Data shown START

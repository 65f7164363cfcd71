use std::path::PathBuf;
use std::process::{Command, Stdio};

use crate::model::{Destination, Profile};
use crate::profiles::{family_for, ProfileFamily};

#[derive(Debug, thiserror::Error)]
pub enum LaunchError {
    #[error("empty executable path")]
    EmptyPath,
    #[error("executable does not exist: {}", .0.display())]
    MissingPath(PathBuf),
    #[error("failed to start {}: {source}", .path.display())]
    Spawn {
        path: PathBuf,
        source: std::io::Error,
    },
}

/// Opens a URL in a destination. Implementations return once the launch is
/// handed off; they never wait for the destination to exit.
pub trait Launcher: Send {
    fn launch(
        &self,
        destination: &Destination,
        url: &str,
        profile: Option<&Profile>,
    ) -> Result<(), LaunchError>;
}

/// Command-line arguments that open `url`, in `profile` when given.
pub fn launch_args(destination: &Destination, url: &str, profile: Option<&Profile>) -> Vec<String> {
    let mut args = Vec::new();
    if let Some(profile) = profile {
        match family_for(&destination.id) {
            Some(ProfileFamily::Chromium) => {
                args.push(format!("--profile-directory={}", profile.directory_name));
            }
            Some(ProfileFamily::Firefox) => {
                args.push("-P".to_string());
                args.push(profile.name.clone());
            }
            None => {}
        }
    }
    args.push(url.to_string());
    args
}

pub fn validate_executable(destination: &Destination) -> Result<(), LaunchError> {
    let path = &destination.executable_path;
    if path.as_os_str().is_empty() {
        return Err(LaunchError::EmptyPath);
    }
    // Bare program names are resolved through PATH by the OS.
    if path.is_absolute() && !path.exists() {
        return Err(LaunchError::MissingPath(path.clone()));
    }
    Ok(())
}

/// Spawns the destination executable directly.
#[derive(Debug, Default, Clone, Copy)]
pub struct ProcessLauncher;

impl Launcher for ProcessLauncher {
    fn launch(
        &self,
        destination: &Destination,
        url: &str,
        profile: Option<&Profile>,
    ) -> Result<(), LaunchError> {
        validate_executable(destination)?;
        let path = destination.executable_path.clone();
        let args = launch_args(destination, url, profile);

        let mut child = Command::new(&path)
            .args(&args)
            .stdin(Stdio::null())
            .stdout(Stdio::null())
            .stderr(Stdio::null())
            .spawn()
            .map_err(|source| LaunchError::Spawn {
                path: path.clone(),
                source,
            })?;
        tracing::info!(destination = %destination.id, pid = child.id(), "destination launched");

        // Reap the child in the background so it never lingers as a zombie.
        std::thread::spawn(move || {
            let _ = child.wait();
        });
        Ok(())
    }
}
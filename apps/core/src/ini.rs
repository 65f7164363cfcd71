//! Minimal `[section]` / `key=value` reader shared by desktop entries,
//! `mimeapps.list` and Firefox `profiles.ini`.
//!
//! Blank lines and lines starting with `#` or `;` are skipped. Keys keep
//! their original case; the first occurrence of a key in a section wins.
//! Lines before the first header land in a section with an empty name.

#[derive(Debug, Clone, PartialEq, Eq, Default)]
pub struct Section {
    pub name: String,
    entries: Vec<(String, String)>,
}

impl Section {
    fn named(name: &str) -> Self {
        Self {
            name: name.to_string(),
            entries: Vec::new(),
        }
    }

    pub fn get(&self, key: &str) -> Option<&str> {
        self.entries
            .iter()
            .find(|(k, _)| k == key)
            .map(|(_, v)| v.as_str())
    }

    pub fn is_empty(&self) -> bool {
        self.entries.is_empty()
    }
}

pub fn parse_sections(input: &str) -> Vec<Section> {
    let mut sections = Vec::new();
    let mut current = Section::default();

    for raw_line in input.lines() {
        let line = raw_line.trim();
        if line.is_empty() || line.starts_with('#') || line.starts_with(';') {
            continue;
        }

        if let Some(header) = line.strip_prefix('[').and_then(|l| l.strip_suffix(']')) {
            let finished = std::mem::replace(&mut current, Section::named(header.trim()));
            if !finished.name.is_empty() || !finished.is_empty() {
                sections.push(finished);
            }
            continue;
        }

        let Some((key, value)) = line.split_once('=') else {
            continue;
        };
        let key = key.trim();
        if key.is_empty() || current.get(key).is_some() {
            continue;
        }
        current
            .entries
            .push((key.to_string(), value.trim().to_string()));
    }

    // The trailing section has no header after it to close it.
    if !current.name.is_empty() || !current.is_empty() {
        sections.push(current);
    }

    sections
}

#[cfg(test)]
mod tests {
    use super::parse_sections;

    #[test]
    fn keeps_trailing_section_without_newline() {
        let sections = parse_sections("[A]\nx=1\n[B]\ny=2");
        assert_eq!(sections.len(), 2);
        assert_eq!(sections[1].name, "B");
        assert_eq!(sections[1].get("y"), Some("2"));
    }

    #[test]
    fn skips_comments_and_keeps_first_duplicate_key() {
        let sections = parse_sections("# header\n[A]\n; note\nx = 1\nx=2\nnot a pair\n");
        assert_eq!(sections.len(), 1);
        assert_eq!(sections[0].get("x"), Some("1"));
    }

    #[test]
    fn values_may_contain_equals_signs() {
        let sections = parse_sections("[Desktop Entry]\nExec=app --flag=value %u\n");
        assert_eq!(sections[0].get("Exec"), Some("app --flag=value %u"));
    }

    #[test]
    fn empty_input_yields_no_sections() {
        assert!(parse_sections("").is_empty());
        assert!(parse_sections("\n\n# only comments\n").is_empty());
    }
}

Data shown END

Problem:
Every record above must appear again in the answer, unchanged.

Output below:
repository 65f7164363cfcd71
use std::path::PathBuf;
use std::process::{Command, Stdio};

use crate::model::{Destination, Profile};
use crate::profiles::{family_for, ProfileFamily};

#[derive(Debug, thiserror::Error)]
pub enum LaunchError {
    #[error("empty executable path")]
    EmptyPath,
    #[error("executable does not exist: {}", .0.display())]
    MissingPath(PathBuf),
    #[error("failed to start {}: {source}", .path.display())]
    Spawn {
        path: PathBuf,
        source: std::io::Error,
    },
}

/// Opens a URL in a destination. Implementations return once the launch is
/// handed off; they never wait for the destination to exit.
pub trait Launcher: Send {
    fn launch(
        &self,
        destination: &Destination,
        url: &str,
        profile: Option<&Profile>,
    ) -> Result<(), LaunchError>;
}

/// Command-line arguments that open `url`, in `profile` when given.
pub fn launch_args(destination: &Destination, url: &str, profile: Option<&Profile>) -> Vec<String> {
    let mut args = Vec::new();
    if let Some(profile) = profile {
        match family_for(&destination.id) {
            Some(ProfileFamily::Chromium) => {
                args.push(format!("--profile-directory={}", profile.directory_name));
            }
            Some(ProfileFamily::Firefox) => {
                args.push("-P".to_string());
                args.push(profile.name.clone());
            }
            None => {}
        }
    }
    args.push(url.to_string());
    args
}

pub fn validate_executable(destination: &Destination) -> Result<(), LaunchError> {
    let path = &destination.executable_path;
    if path.as_os_str().is_empty() {
        return Err(LaunchError::EmptyPath);
    }
    // Bare program names are resolved through PATH by the OS.
    if path.is_absolute() && !path.exists() {
        return Err(LaunchError::MissingPath(path.clone()));
    }
    Ok(())
}

/// Spawns the destination executable directly.
#[derive(Debug, Default, Clone, Copy)]
pub struct ProcessLauncher;

impl Launcher for ProcessLauncher {
    fn launch(
        &self,
        destination: &Destination,
        url: &str,
        profile: Option<&Profile>,
    ) -> Result<(), LaunchError> {
        validate_executable(destination)?;
        let path = destination.executable_path.clone();
        let args = launch_args(destination, url, profile);

        let mut child = Command::new(&path)
            .args(&args)
            .stdin(Stdio::null())
            .stdout(Stdio::null())
            .stderr(Stdio::null())
            .spawn()
            .map_err(|source| LaunchError::Spawn {
                path: path.clone(),
                source,
            })?;
        tracing::info!(destination = %destination.id, pid = child.id(), "destination launched");

        // Reap the child in the background so it never lingers as a zombie.
        std::thread::spawn(move || {
            let _ = child.wait();
        });
        Ok(())
    }
}
filename apps/core/src/ini.rs
repository 65f7164363cfcd71
//! Minimal `[section]` / `key=value` reader shared by desktop entries,
//! `mimeapps.list` and Firefox `profiles.ini`.
//!
//! Blank lines and lines starting with `#` or `;` are skipped. Keys keep
//! their original case; the first occurrence of a key in a section wins.
//! Lines before the first header land in a section with an empty name.

#[derive(Debug, Clone, PartialEq, Eq, Default)]
pub struct Section {
    pub name: String,
    entries: Vec<(String, String)>,
}

impl Section {
    fn named(name: &str) -> Self {
        Self {
            name: name.to_string(),
            entries: Vec::new(),
        }
    }

    pub fn get(&self, key: &str) -> Option<&str> {
        self.entries
            .iter()
            .find(|(k, _)| k == key)
            .map(|(_, v)| v.as_str())
    }

    pub fn is_empty(&self) -> bool {
        self.entries.is_empty()
    }
}

pub fn parse_sections(input: &str) -> Vec<Section> {
    let mut sections = Vec::new();
    let mut current = Section::default();

    for raw_line in input.lines() {
        let line = raw_line.trim();
        if line.is_empty() || line.starts_with('#') || line.starts_with(';') {
            continue;
        }

        if let Some(header) = line.strip_prefix('[').and_then(|l| l.strip_suffix(']')) {
            let finished = std::mem::replace(&mut current, Section::named(header.trim()));
            if !finished.name.is_empty() || !finished.is_empty() {
                sections.push(finished);
            }
            continue;
        }

        let Some((key, value)) = line.split_once('=') else {
            continue;
        };
        let key = key.trim();
        if key.is_empty() || current.get(key).is_some() {
            continue;
        }
        current
            .entries
            .push((key.to_string(), value.trim().to_string()));
    }

    // The trailing section has no header after it to close it.
    if !current.name.is_empty() || !current.is_empty() {
        sections.push(current);
    }

    sections
}

#[cfg(test)]
mod tests {
    use super::parse_sections;

    #[test]
    fn keeps_trailing_section_without_newline() {
        let sections = parse_sections("[A]\nx=1\n[B]\ny=2");
        assert_eq!(sections.len(), 2);
        assert_eq!(sections[1].name, "B");
        assert_eq!(sections[1].get("y"), Some("2"));
    }

    #[test]
    fn skips_comments_and_keeps_first_duplicate_key() {
        let sections = parse_sections("# header\n[A]\n; note\nx = 1\nx=2\nnot a pair\n");
        assert_eq!(sections.len(), 1);
        assert_eq!(sections[0].get("x"), Some("1"));
    }

    #[test]
    fn values_may_contain_equals_signs() {
        let sections = parse_sections("[Desktop Entry]\nExec=app --flag=value %u\n");
        assert_eq!(sections[0].get("Exec"), Some("app --flag=value %u"));
    }

    #[test]
    fn empty_input_yields_no_sections() {
        assert!(parse_sections("").is_empty());
        assert!(parse_sections("\n\n# only comments\n").is_empty());
    }
}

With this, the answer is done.